- [EXERCISE PROMPT]: Each line of the listing where "facets" appears should be reported.

═══ DATA ═══

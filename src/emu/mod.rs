//! EMu export handling
//!
//! This module parses EMu XML reports into record trees and writes them
//! back out as audit snapshots.

pub mod reader;
pub mod record;
pub mod writer;

pub use reader::{parse_str, read_path};
pub use record::{EmuRecord, Projection, Value, PARENT_REF, TABLE_SUFFIX};
pub use writer::{to_xml_string, write_table};
//! Field derivation rules
//!
//! Pure functions from record fragments to target values. A missing input
//! leaves the target field absent; no rule fails a record.

pub mod access;
pub mod contributors;
pub mod dates;
pub mod facets;
pub mod hierarchy;
pub mod identifiers;
pub mod status;
pub mod text;

pub use access::{find_access, resolve_access, Access};
pub use contributors::Credits;
pub use dates::{format_date, normalise_boundary, Boundary};
pub use facets::PhysicalFacets;
pub use hierarchy::{inherited_date, ParentLinks};
pub use identifiers::{node_identifier, PreviousIds};
pub use status::{guess_copyright, publication_status};
pub use text::{concat_fields, shorten_title, slugify};
//! EMu XML writer
//!
//! Serializes records back into the export format so each migrated row can
//! carry an auditable snapshot of its source record.

use std::io::Write;
use std::path::Path;

use quick_xml::events::{BytesDecl, BytesEnd, BytesStart, BytesText, Event};
use quick_xml::Writer;

use super::record::{table_stem, EmuRecord, Value};
use crate::error::{AppError, AppResult};

/// Render records as an EMu `table` document
pub fn to_xml_string(table: &str, records: &[EmuRecord]) -> AppResult<String> {
    let mut writer = Writer::new_with_indent(Vec::new(), b' ', 2);
    writer
        .write_event(Event::Decl(BytesDecl::new("1.0", Some("UTF-8"), Some("yes"))))
        .map_err(AppError::xml)?;

    let mut root = BytesStart::new("table");
    root.push_attribute(("name", table));
    writer.write_event(Event::Start(root)).map_err(AppError::xml)?;
    for record in records {
        write_tuple(&mut writer, None, record)?;
    }
    writer
        .write_event(Event::End(BytesEnd::new("table")))
        .map_err(AppError::xml)?;

    String::from_utf8(writer.into_inner()).map_err(AppError::xml)
}

/// Write records to an EMu XML file
pub fn write_table(path: &Path, table: &str, records: &[EmuRecord]) -> AppResult<()> {
    let xml = to_xml_string(table, records)?;
    std::fs::write(path, xml)?;
    Ok(())
}

fn write_tuple<W: Write>(writer: &mut Writer<W>, name: Option<&str>, record: &EmuRecord) -> AppResult<()> {
    let mut start = BytesStart::new("tuple");
    if let Some(name) = name {
        start.push_attribute(("name", name));
    }
    if record.is_empty() {
        return writer.write_event(Event::Empty(start)).map_err(AppError::xml);
    }
    writer.write_event(Event::Start(start)).map_err(AppError::xml)?;

    for (key, value) in record.fields() {
        match value {
            Value::Scalar(text) => write_atom(writer, key, text)?,
            Value::Node(child) => write_tuple(writer, Some(key), child)?,
            Value::List(items) => {
                open_table(writer, key)?;
                let stem = table_stem(key);
                for item in items {
                    writer
                        .write_event(Event::Start(BytesStart::new("tuple")))
                        .map_err(AppError::xml)?;
                    write_atom(writer, stem, item)?;
                    writer
                        .write_event(Event::End(BytesEnd::new("tuple")))
                        .map_err(AppError::xml)?;
                }
                close_table(writer)?;
            }
            Value::Nodes(rows) => {
                open_table(writer, key)?;
                for row in rows {
                    write_tuple(writer, None, row)?;
                }
                close_table(writer)?;
            }
        }
    }

    writer
        .write_event(Event::End(BytesEnd::new("tuple")))
        .map_err(AppError::xml)
}

fn write_atom<W: Write>(writer: &mut Writer<W>, name: &str, text: &str) -> AppResult<()> {
    let mut start = BytesStart::new("atom");
    start.push_attribute(("name", name));
    if text.is_empty() {
        return writer.write_event(Event::Empty(start)).map_err(AppError::xml);
    }
    writer.write_event(Event::Start(start)).map_err(AppError::xml)?;
    writer
        .write_event(Event::Text(BytesText::new(text)))
        .map_err(AppError::xml)?;
    writer
        .write_event(Event::End(BytesEnd::new("atom")))
        .map_err(AppError::xml)
}

fn open_table<W: Write>(writer: &mut Writer<W>, name: &str) -> AppResult<()> {
    let mut start = BytesStart::new("table");
    start.push_attribute(("name", name));
    writer.write_event(Event::Start(start)).map_err(AppError::xml)
}

fn close_table<W: Write>(writer: &mut Writer<W>) -> AppResult<()> {
    writer
        .write_event(Event::End(BytesEnd::new("table")))
        .map_err(AppError::xml)
}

═══

- [SOLUTION]:
pub mod facets;
pub use facets::PhysicalFacets;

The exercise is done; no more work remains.